Hu was an early member of the Chinese Communist Party (CCP), joining the Communist Youth League of China in 1930 and the CCP in 1932. In the early part of his career, he was, in chronological order, the party secretary (Communist Youth League of China) in Xijiao District, Beiping City (now Beijing); the head of the Propaganda Department (Communist Youth League of China) in Xijiao District, Beiping City. He was a leader of anti-Japanese student and worker movement in Beiping. In 1936, he became the general secretary of Chinese Sociologist League (), the general secretary of Chinese Leftism Cultural League (), and a member of CCP Jiangsu Province Temporary Committee of Labours ().

From February 1941 (some say 1942) to June 1966, he was Mao Zedong's main secretary. In the beginning, his secretarial work was mainly focused on culture, but later shifted to politics. His secretarial career was ended by the Cultural Revolution.
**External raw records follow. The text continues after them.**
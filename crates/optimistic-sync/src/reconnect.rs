//! Backoff and circuit breaker for the change stream
//!
//! [`ReconnectPolicy`] is a pure state machine, [`Reconnector`] drives it with a cancellable timer.
//!
//! ```text
//! Closed(n) --failure, n < max--> Closed(n + 1)   (retry scheduled)
//! Closed(max) --failure--------> Open             (nothing scheduled)
//! Open --manual retry----------> Closed(0)
//! any --success----------------> Closed(0)
//! ```

use crate::{config::ReconnectConfig, timer::Timer};

use std::{future::Future, time::Duration};

use rand::Rng;
use tokio::sync::Mutex;
use tokio_util::sync::CancellationToken;
use tracing::{debug, info, warn};

#[derive(Debug, Clone, Copy, PartialEq, Eq)]
pub enum CircuitState {
	Closed { attempts: u32 },
	Open,
}

#[derive(Debug, Clone, Copy, PartialEq, Eq)]
pub enum ReconnectDecision {
	Retry { attempt: u32, delay: Duration },
	CircuitOpen,
}

#[derive(Debug, Clone)]
pub struct ReconnectPolicy {
	config: ReconnectConfig,
	state: CircuitState,
}

impl ReconnectPolicy {
	#[must_use]
	pub const fn new(config: ReconnectConfig) -> Self {
		Self {
			config,
			state: CircuitState::Closed { attempts: 0 },
		}
	}

	#[must_use]
	pub const fn state(&self) -> CircuitState {
		self.state
	}

	#[must_use]
	pub const fn attempts(&self) -> u32 {
		match self.state {
			CircuitState::Closed { attempts } => attempts,
			CircuitState::Open => self.config.max_attempts,
		}
	}

	#[must_use]
	pub const fn is_circuit_open(&self) -> bool {
		matches!(self.state, CircuitState::Open)
	}

	/// Delay before the given attempt (1-based) without jitter, capped at the max delay
	#[must_use]
	pub fn base_delay(&self, attempt: u32) -> Duration {
		let exponent = attempt.saturating_sub(1).min(20);

		self.config
			.base_delay()
			.saturating_mul(1 << exponent)
			.min(self.config.max_delay())
	}

	/// Record a failed or lost connection and decide whether to try again
	pub fn on_failure(&mut self, jitter: Duration) -> ReconnectDecision {
		match self.state {
			CircuitState::Open => ReconnectDecision::CircuitOpen,

			CircuitState::Closed { attempts } if attempts >= self.config.max_attempts => {
				self.state = CircuitState::Open;
				ReconnectDecision::CircuitOpen
			}

			CircuitState::Closed { attempts } => {
				let attempt = attempts + 1;
				self.state = CircuitState::Closed { attempts: attempt };

				ReconnectDecision::Retry {
					attempt,
					delay: (self.base_delay(attempt) + jitter).min(self.config.max_delay()),
				}
			}
		}
	}

	/// Closes the circuit whatever its prior state
	pub fn manual_retry(&mut self) {
		self.state = CircuitState::Closed { attempts: 0 };
	}

	pub fn reset_on_success(&mut self) {
		self.state = CircuitState::Closed { attempts: 0 };
	}
}

fn jitter(max_jitter_ms: u64) -> Duration {
	Duration::from_millis(rand::thread_rng().gen_range(0..=max_jitter_ms))
}

/// Schedules reconnect attempts according to a [`ReconnectPolicy`]
#[derive(Debug)]
pub struct Reconnector {
	policy: Mutex<ReconnectPolicy>,
	pending: Mutex<Option<Timer>>,
	max_jitter_ms: u64,
	cancel: CancellationToken,
}

impl Reconnector {
	#[must_use]
	pub fn new(config: ReconnectConfig, cancel: CancellationToken) -> Self {
		Self {
			max_jitter_ms: config.max_jitter_ms,
			policy: Mutex::new(ReconnectPolicy::new(config)),
			pending: Mutex::new(None),
			cancel,
		}
	}

	/// Count a failure and, unless the circuit is open, run `attempt` after the backoff delay.
	/// A newer schedule replaces any attempt still waiting.
	pub async fn schedule_reconnect<F>(&self, attempt: F) -> ReconnectDecision
	where
		F: Future<Output = ()> + Send + 'static,
	{
		let decision = self
			.policy
			.lock()
			.await
			.on_failure(jitter(self.max_jitter_ms));

		match decision {
			ReconnectDecision::Retry { attempt: n, delay } => {
				debug!(attempt = n, delay_ms = delay.as_millis(), "Scheduling reconnect");
				*self.pending.lock().await = Some(Timer::schedule(delay, &self.cancel, attempt));
			}
			ReconnectDecision::CircuitOpen => {
				warn!("Reconnect circuit open, waiting for a manual retry");
				self.pending.lock().await.take();
			}
		}

		decision
	}

	/// Close the circuit, drop any scheduled attempt and try right away
	pub async fn manual_retry<F: Future>(&self, attempt: F) -> F::Output {
		self.pending.lock().await.take();
		self.policy.lock().await.manual_retry();
		info!("Manual reconnect requested");

		attempt.await
	}

	pub async fn reset_on_success(&self) {
		self.policy.lock().await.reset_on_success();
	}

	pub async fn is_circuit_open(&self) -> bool {
		self.policy.lock().await.is_circuit_open()
	}

	pub async fn attempts(&self) -> u32 {
		self.policy.lock().await.attempts()
	}

	pub async fn cancel_pending(&self) {
		self.pending.lock().await.take();
	}
}

#[cfg(test)]
mod tests {
	use super::*;

	use std::sync::{
		atomic::{AtomicU32, Ordering},
		Arc,
	};

	use tokio::time::sleep;

	#[test]
	fn backoff_is_monotonic_and_capped_until_circuit_opens() {
		let mut policy = ReconnectPolicy::new(ReconnectConfig::default());
		let mut previous_base = Duration::ZERO;

		for expected_attempt in 1..=5 {
			let ReconnectDecision::Retry { attempt, delay } =
				policy.on_failure(Duration::from_millis(999))
			else {
				panic!("circuit opened too early");
			};

			let base = policy.base_delay(attempt);
			assert_eq!(attempt, expected_attempt);
			assert!(base >= previous_base);
			assert!(delay >= base);
			assert!(delay <= Duration::from_secs(30));
			previous_base = base;
		}

		assert_eq!(
			policy.on_failure(Duration::ZERO),
			ReconnectDecision::CircuitOpen
		);
		assert!(policy.is_circuit_open());
		assert_eq!(
			policy.on_failure(Duration::ZERO),
			ReconnectDecision::CircuitOpen
		);
	}

	#[test]
	fn delay_never_exceeds_cap() {
		let mut policy = ReconnectPolicy::new(ReconnectConfig {
			max_attempts: 10,
			..Default::default()
		});

		for _ in 0..10 {
			if let ReconnectDecision::Retry { delay, .. } =
				policy.on_failure(Duration::from_millis(1_000))
			{
				assert!(delay <= Duration::from_secs(30));
			}
		}

		assert_eq!(policy.base_delay(10), Duration::from_secs(30));
	}

	#[test]
	fn manual_retry_and_success_close_the_circuit() {
		let mut policy = ReconnectPolicy::new(ReconnectConfig {
			max_attempts: 1,
			..Default::default()
		});

		policy.on_failure(Duration::ZERO);
		policy.on_failure(Duration::ZERO);
		assert!(policy.is_circuit_open());

		policy.manual_retry();
		assert_eq!(policy.state(), CircuitState::Closed { attempts: 0 });

		policy.on_failure(Duration::ZERO);
		assert_eq!(policy.attempts(), 1);

		policy.reset_on_success();
		assert_eq!(policy.state(), CircuitState::Closed { attempts: 0 });
	}

	#[tokio::test(start_paused = true)]
	async fn reconnector_runs_attempts_until_circuit_opens() {
		let reconnector = Reconnector::new(ReconnectConfig::default(), CancellationToken::new());
		let runs = Arc::new(AtomicU32::new(0));

		for _ in 0..5 {
			let decision = reconnector
				.schedule_reconnect({
					let runs = Arc::clone(&runs);
					async move {
						runs.fetch_add(1, Ordering::SeqCst);
					}
				})
				.await;
			assert!(matches!(decision, ReconnectDecision::Retry { .. }));

			sleep(Duration::from_secs(31)).await;
		}

		assert_eq!(runs.load(Ordering::SeqCst), 5);

		let decision = reconnector
			.schedule_reconnect({
				let runs = Arc::clone(&runs);
				async move {
					runs.fetch_add(1, Ordering::SeqCst);
				}
			})
			.await;
		assert_eq!(decision, ReconnectDecision::CircuitOpen);
		assert!(reconnector.is_circuit_open().await);

		sleep(Duration::from_secs(60)).await;
		assert_eq!(runs.load(Ordering::SeqCst), 5);

		reconnector
			.manual_retry(async {
				runs.fetch_add(1, Ordering::SeqCst);
			})
			.await;
		assert_eq!(runs.load(Ordering::SeqCst), 6);
		assert!(!reconnector.is_circuit_open().await);
		assert_eq!(reconnector.attempts().await, 0);
	}
}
From October 1, 1949, to October 19, 1949, he was the president of Xinhua News Agency. He also was the head of the News Office of the People's Republic of China; the vice president of Propaganda Department of the Chinese Communist Party; the general secretary of the Central Government Culture and Education Committee; the vice general secretary of the Central Government. In 1954, he also participated in making the Constitution of the People's Republic of China. In 1956, Hu was elected to be a member of the Eighth Politburo of the CCP, and the alternative secretary of Secretariat of the Chinese Communist Party. In 1977, he became the first president of Chinese Academy of Social Sciences and later on, advisor and the honorary president.
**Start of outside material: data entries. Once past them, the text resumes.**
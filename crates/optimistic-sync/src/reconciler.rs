use crate::{
	collection::RecordCollection,
	connection::ChangeSink,
	ledger::OptimisticLedger,
	record::{ChangeEvent, ChangeKind},
	suppression::SuppressionRegistry,
};

use std::sync::Arc;

use async_trait::async_trait;
use tracing::{debug, trace, warn};

/// Applies raw push stream events to the base collection.
///
/// Events for muted records are dropped, everything else lands whole in the collection and then
/// settles whatever optimistic changes it confirms.
#[derive(Debug, Clone)]
pub struct MessageReconciler {
	collection: Arc<RecordCollection>,
	suppression: SuppressionRegistry,
	ledger: Arc<OptimisticLedger>,
}

impl MessageReconciler {
	#[must_use]
	pub const fn new(
		collection: Arc<RecordCollection>,
		suppression: SuppressionRegistry,
		ledger: Arc<OptimisticLedger>,
	) -> Self {
		Self {
			collection,
			suppression,
			ledger,
		}
	}

	/// Returns whether the event changed the base collection
	pub async fn handle(&self, event: ChangeEvent) -> bool {
		let Some(id) = event.subject_id().cloned() else {
			warn!(kind = ?event.kind, "Dropping change event without a subject");
			return false;
		};

		if self.suppression.is_suppressed(&id).await {
			trace!(record_id = %id, kind = ?event.kind, "Dropping suppressed change event");
			return false;
		}

		let changed = match (event.kind, event.new) {
			(ChangeKind::Insert, Some(record)) => self.collection.prepend_if_absent(record).await,

			(ChangeKind::Update, Some(record)) => {
				let replaced = self.collection.replace(record).await.is_some();
				if !replaced {
					trace!(record_id = %id, "Update for a record we don't hold, ignoring");
				}
				replaced
			}

			(ChangeKind::Delete, _) => self.collection.remove(&id).await.is_some(),

			(ChangeKind::Insert | ChangeKind::Update, None) => {
				warn!(record_id = %id, kind = ?event.kind, "Change event is missing its new value");
				false
			}

			(ChangeKind::Unknown, _) => {
				debug!(record_id = %id, "Ignoring change event of unknown kind");
				false
			}
		};

		if changed {
			debug!(record_id = %id, kind = ?event.kind, "Applied change event");
			self.ledger.reconcile(&self.collection.snapshot().await).await;
		}

		changed
	}
}

#[async_trait]
impl ChangeSink for MessageReconciler {
	async fn on_change(&self, event: ChangeEvent) {
		self.handle(event).await;
	}
}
In 1951 Hu wrote "Thirty Years of the Chinese Communist Party". The book emphasised the Mao Zedong's ideological importance, writing that only he was able to correctly interpret and apply Marxism–Leninism to the Chinese situation. It also gave praise and recognition to orthodox Marxism, Joseph Stalin, the Comintern and the Soviet Union, acknowledging their role in the revolution and the formation of the Chinese Communist Party.

Subsequent career and intellectual contributions 
Hu was persecuted during the Cultural Revolution and rehabilitated in the 1970s. After his rehabilitation, Hu was involved in developing a new historiographical model for the CCP. Those contributions included an important role in party discussions on how to address the Cultural Revolution and a central role in preparing the 1981 "Resolution on Certain Questions in Our Party's History."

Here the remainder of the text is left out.